NFTs are having their big-bang moment: collectors and speculators have spent more than $200 million on an array of NFT-based artwork, memes and GIFs in the past month alone, according to market tracker NonFungible.com, compared with $250 million throughout all of 2020. And that was before the digital artist Mike Winkelmann, known as Beeple, sold a piece for a record-setting $69 million at famed auction house Christie’s on March 11—the third highest price ever fetched by any currently living artist, after Jeff Koons and David Hockney.
NFTs are best understood as computer files combined with proof of ownership and authenticity, like a deed. Like cryptocurrencies such as Bitcoin, they exist on a blockchain—a tamper-resistant digital public ledger. But like dollars, cryptocurrencies are “fungible,” meaning one bitcoin is always worth the same as any other bitcoin. By contrast, NFTs have unique valuations set by the highest bidder, just like a Rembrandt or a Picasso. Artists who want to sell their work as NFTs have to sign up with a marketplace, then “mint” digital tokens by uploading and validating their information on a blockchain (typically the Ethereum blockchain, a rival platform to Bitcoin). Doing so usually costs anywhere from $40 to $200. They can then list their piece for auction on an NFT marketplace, similar to eBay.
At face value, the whole enterprise seems absurd: big-money collectors paying six to eight figures for works that can often be seen and shared online for free. Critics have dismissed the NFT art craze as just the latest bubble, akin to this year’s boom-and-bust mania around “meme stocks” like GameStop. The phenomenon is attracting a strange brew of not just artists and collectors, but also speculators looking to get rich off the latest fad.
A bubble it may be. But many digital artists, fed up after years of creating content that generates visits and engagement on Big Tech platforms like Facebook and Instagram while getting almost nothing in return, have lunged headlong into the craze. These artists of all kinds—authors, musicians, filmmakers—envision a future in which NFTs transform both their creative process and how the world values art, now that it’s possible to truly “own” and sell digital art for the first time. “You will have so many people from different backgrounds and genres coming in to share their art, connect with people and potentially build a career,” Boykins says. “Artists put so much of their time—and themselves—into their work.
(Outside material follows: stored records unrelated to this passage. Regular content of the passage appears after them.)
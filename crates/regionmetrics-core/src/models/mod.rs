//! Domain models.
//!
//! Pure data structures with serde derives where they cross a boundary.

pub mod catalog;
pub mod reading;
pub mod region;
pub mod statistic;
To see them compensated on an appropriate scale, it’s really comforting.” Technologists, meanwhile, say NFTs are the latest step toward a long-promised blockchain revolution that could radically transform consumer capitalism, with major implications for everything from home loans to health care.
Theoretically, climate-minded artists could move to some alternative blockchain platform with less environmental impact. They’re already finding ways to bend NFT technology in other beneficial ways. Some, for instance, are setting up their tokens so they’re compensated every time their work is resold, like an actor getting a royalty check when their show airs as a rerun. Taiwanese tech startup Bitmark has started an NFT-like program to give rights and royalties to music producers around the world. And artists who join NFT-based social media sites, like Friends With Benefits, receive fractional ownership in the platform and can receive direct compensation for the work they create through the network, in sharp contrast to existing tech giants like Facebook and Instagram.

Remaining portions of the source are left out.